Luca Reggiani (born 9 January 2008) is an Italian professional footballer who plays as a defender for Bundesliga club Borussia Dortmund and the Italy national team.

==Early life==
Reggiani was born on 9 January 2008. Born in Modena, Italy, he started playing football at the age of five. Growing up, he regarded Italy international Giorgio Scalvini as his football idol.

==Club career==
At the age of eight, Reggiani joined the youth academy of Italian side Sassuolo. In 2024, he joined the youth academy of German side Borussia Dortmund, where he played in the UEFA Youth League and helped the under-17 team win the league title.
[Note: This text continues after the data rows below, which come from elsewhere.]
//! Line scanning
//!
//! Applies the compiled marker pattern to a file's text, line by line.

use anyhow::{Context, Result};
use once_cell::sync::Lazy;
use regex::{Regex, RegexBuilder};
use std::path::Path;

use crate::core::model::{MatchRecord, DEFAULT_PATTERN};

/// Compiled default marker pattern, shared across runs that do not
/// override it.
static DEFAULT_RE: Lazy<Regex> = Lazy::new(|| {
    RegexBuilder::new(DEFAULT_PATTERN)
        .case_insensitive(true)
        .build()
        .expect("Invalid default pattern")
});

pub struct LineScanner {
    pattern: Regex,
}

impl LineScanner {
    /// Compile a pattern source case-insensitively.
    pub fn new(pattern: &str) -> Result<Self> {
        let pattern = if pattern == DEFAULT_PATTERN {
            DEFAULT_RE.clone()
        } else {
            RegexBuilder::new(pattern)
                .case_insensitive(true)
                .build()
                .with_context(|| format!("invalid marker pattern: {}", pattern))?
        };
        Ok(Self { pattern })
    }

    /// Scan one file's content, emitting a record per matching line with
    /// a 1-based line number and trimmed text.
    pub fn scan(&self, file: &Path, content: &str) -> Vec<MatchRecord> {
        content
            .lines()
            .enumerate()
            .filter(|(_, line)| self.pattern.is_match(line))
            .map(|(idx, line)| MatchRecord::new(file, idx as u32 + 1, line.trim()))
            .collect()
    }
}
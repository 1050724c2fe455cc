//! todoscan - find TODO/FIXME/BUG debt markers across a directory tree
//!
//! todoscan provides:
//! - Recursive traversal with substring ignore tokens and hidden-file policies
//! - Batched concurrent file scanning with a configurable marker pattern
//! - Output as JSON, per-file summary, Markdown, or a grouped terminal listing

use anyhow::Result;
use clap::Parser;

mod cli;
mod core;
mod scan;

#[tokio::main]
async fn main() -> Result<()> {
    let cli = cli::Cli::parse();
    cli::run(cli).await
}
On 7 February 2026, Reggiani made his senior debut for Borussia Dortmund as a late substitute in a 2–1 away win over Wolfsburg in the Bundesliga. On 17 February, he started his first match in a 2–0 win over Atalanta in the Champions League knockout play-offs. A month later, on 14 March, he scored his first Bundesliga goal in a 2–0 win over Augsburg. A week later, on 20 March, he signed his first long-term professional contract with the club.

==International career==
Reggiani is an Italy youth international. During November 2024 and March 2025, he played for the Italy national under-17 football team, which finished in third place at the 2025 FIFA U-17 World Cup.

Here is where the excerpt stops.